The industry needs an intermediate-level professional development program, bridging the gap from the introductory content provided by on-boarding training programs and the very advanced professional designations of CFP, CFA, CIMA, CAIA, etc. The designations are significant achievements when completed, and require a lifetime of ethical and professional performance, but their pursuit requires an upfront decision and commitment to completion. An intermediate-level program that encompasses the early chapters of all disciplines would enhance financial professionals' broad-base competency while helping candidates identify and select their areas of career focus or specialization.
A prime example of the growing need for more specialized professional development content is the area of sustainable investing, incorporating environmental, social and governance factors in decision-making. Investor demand for sustainable, responsible and impact investing has grown 33% since 2014, according to the Forum for Sustainable and Responsible Investment Foundation's 2016 report, now accounting for $8.7 trillion in assets actively managed in the U.S. A much-needed curriculum on this topic would align and engage younger investors and the increasing number of women investors, while demonstrating a commitment to higher standards and professionalism.

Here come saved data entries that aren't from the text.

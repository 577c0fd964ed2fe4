//! SQLite schema definitions.
//!
//! Three tables make up the durable state:
//!
//! - `resources` holds the current version of every resource, including
//!   deletion markers.
//! - `resource_history` holds every version ever written.
//! - `search_index` holds the rows derived from each current version. It is
//!   disposable and can be rebuilt from `resources`.

use rusqlite::Connection;

use crate::error::{BackendError, StorageError, StorageResult};

/// Current schema version.
pub const SCHEMA_VERSION: i32 = 1;

fn schema_error(what: &str, e: rusqlite::Error) -> StorageError {
    StorageError::Backend(BackendError::Internal {
        backend_name: "sqlite".to_string(),
        message: format!("Failed to {}: {}", what, e),
        source: None,
    })
}

/// Initialize the database schema. Safe to call repeatedly.
pub fn initialize_schema(conn: &Connection) -> StorageResult<()> {
    let current_version = get_schema_version(conn)?;

    if current_version == 0 {
        create_schema_v1(conn)?;
        set_schema_version(conn, SCHEMA_VERSION)?;
        tracing::info!(version = SCHEMA_VERSION, "Created SQLite schema");
    }

    Ok(())
}

/// Get the current schema version, 0 for a fresh database.
fn get_schema_version(conn: &Connection) -> StorageResult<i32> {
    conn.execute(
        "CREATE TABLE IF NOT EXISTS schema_version (
            version INTEGER NOT NULL
        )",
        [],
    )
    .map_err(|e| schema_error("create schema_version table", e))?;

    let version: Option<i32> = conn
        .query_row("SELECT version FROM schema_version LIMIT 1", [], |row| {
            row.get(0)
        })
        .ok();

    Ok(version.unwrap_or(0))
}

/// Set the schema version.
fn set_schema_version(conn: &Connection, version: i32) -> StorageResult<()> {
    conn.execute("DELETE FROM schema_version", [])
        .map_err(|e| schema_error("clear schema_version", e))?;
    conn.execute("INSERT INTO schema_version (version) VALUES (?1)", [version])
        .map_err(|e| schema_error("set schema_version", e))?;
    Ok(())
}

/// Create the initial schema (version 1).
fn create_schema_v1(conn: &Connection) -> StorageResult<()> {
    conn.execute(
        "CREATE TABLE IF NOT EXISTS resources (
            resource_type TEXT NOT NULL,
            id TEXT NOT NULL,
            version_id INTEGER NOT NULL,
            data BLOB NOT NULL,
            last_updated TEXT NOT NULL,
            is_deleted INTEGER NOT NULL DEFAULT 0,
            deleted_at TEXT,
            fhir_version TEXT NOT NULL,
            PRIMARY KEY (resource_type, id)
        )",
        [],
    )
    .map_err(|e| schema_error("create resources table", e))?;

    conn.execute(
        "CREATE TABLE IF NOT EXISTS resource_history (
            resource_type TEXT NOT NULL,
            id TEXT NOT NULL,
            version_id INTEGER NOT NULL,
            data BLOB NOT NULL,
            last_updated TEXT NOT NULL,
            is_deleted INTEGER NOT NULL DEFAULT 0,
            fhir_version TEXT NOT NULL,
            method TEXT NOT NULL,
            PRIMARY KEY (resource_type, id, version_id)
        )",
        [],
    )
    .map_err(|e| schema_error("create resource_history table", e))?;

    conn.execute(
        "CREATE TABLE IF NOT EXISTS search_index (
            resource_type TEXT NOT NULL,
            resource_id TEXT NOT NULL,
            param_name TEXT NOT NULL,
            param_type TEXT NOT NULL,
            value_string TEXT,
            value_string_norm TEXT,
            token_system TEXT,
            token_code TEXT,
            token_display TEXT,
            value_date_start TEXT,
            value_date_end TEXT,
            number_value REAL,
            number_low REAL,
            number_high REAL,
            quantity_value REAL,
            quantity_low REAL,
            quantity_high REAL,
            quantity_unit TEXT,
            quantity_system TEXT,
            quantity_code TEXT,
            reference_type TEXT,
            reference_id TEXT,
            reference_raw TEXT,
            value_uri TEXT,
            composite_group INTEGER,
            component TEXT,
            FOREIGN KEY (resource_type, resource_id)
                REFERENCES resources(resource_type, id) ON DELETE CASCADE
        )",
        [],
    )
    .map_err(|e| schema_error("create search_index table", e))?;

    create_indexes(conn)
}

/// Create indexes for efficient queries.
fn create_indexes(conn: &Connection) -> StorageResult<()> {
    let indexes = [
        "CREATE INDEX IF NOT EXISTS idx_resources_type ON resources(resource_type, is_deleted)",
        "CREATE INDEX IF NOT EXISTS idx_resources_updated ON resources(resource_type, last_updated)",
        "CREATE INDEX IF NOT EXISTS idx_history_updated ON resource_history(resource_type, id, last_updated)",
        "CREATE INDEX IF NOT EXISTS idx_search_resource ON search_index(resource_type, resource_id)",
        "CREATE INDEX IF NOT EXISTS idx_search_string ON search_index(resource_type, param_name, value_string_norm)",
        "CREATE INDEX IF NOT EXISTS idx_search_token ON search_index(resource_type, param_name, token_code, token_system)",
        "CREATE INDEX IF NOT EXISTS idx_search_date ON search_index(resource_type, param_name, value_date_start, value_date_end)",
        "CREATE INDEX IF NOT EXISTS idx_search_number ON search_index(resource_type, param_name, number_value)",
        "CREATE INDEX IF NOT EXISTS idx_search_quantity ON search_index(resource_type, param_name, quantity_value, quantity_code)",
        "CREATE INDEX IF NOT EXISTS idx_search_reference ON search_index(resource_type, param_name, reference_id, reference_type)",
        "CREATE INDEX IF NOT EXISTS idx_search_reverse ON search_index(param_name, reference_type, reference_id)",
        "CREATE INDEX IF NOT EXISTS idx_search_uri ON search_index(resource_type, param_name, value_uri)",
        "CREATE INDEX IF NOT EXISTS idx_search_composite ON search_index(resource_type, resource_id, param_name, composite_group)",
    ];

    for index_sql in &indexes {
        conn.execute(index_sql, [])
            .map_err(|e| schema_error("create index", e))?;
    }

    Ok(())
}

The evolution of adviser teaming has emerged as another means to create scale and bring specialized expertise into existing practices. It is also a natural path for career development, allowing the understudy to learn about the practice while adding valuable leverage to the senior partner. Given rapid shifts in technology, teaming also can allow the understudy to act as a reverse mentor for the slow-to-change incumbents on the team.
If the industry can rethink entry-level preparation and early-career experiences with associate/resident-type programs, and think about talent development as an investment rather than an expense, it will enjoy higher and less expensive retention and end up with more knowledgeable, passionate and productive employees.
We know what millennials seek and value in a career experience. As an industry, let's build these pathways and they will come!
Craig Pfeiffer is the president and chief executive of the Money Management Institute.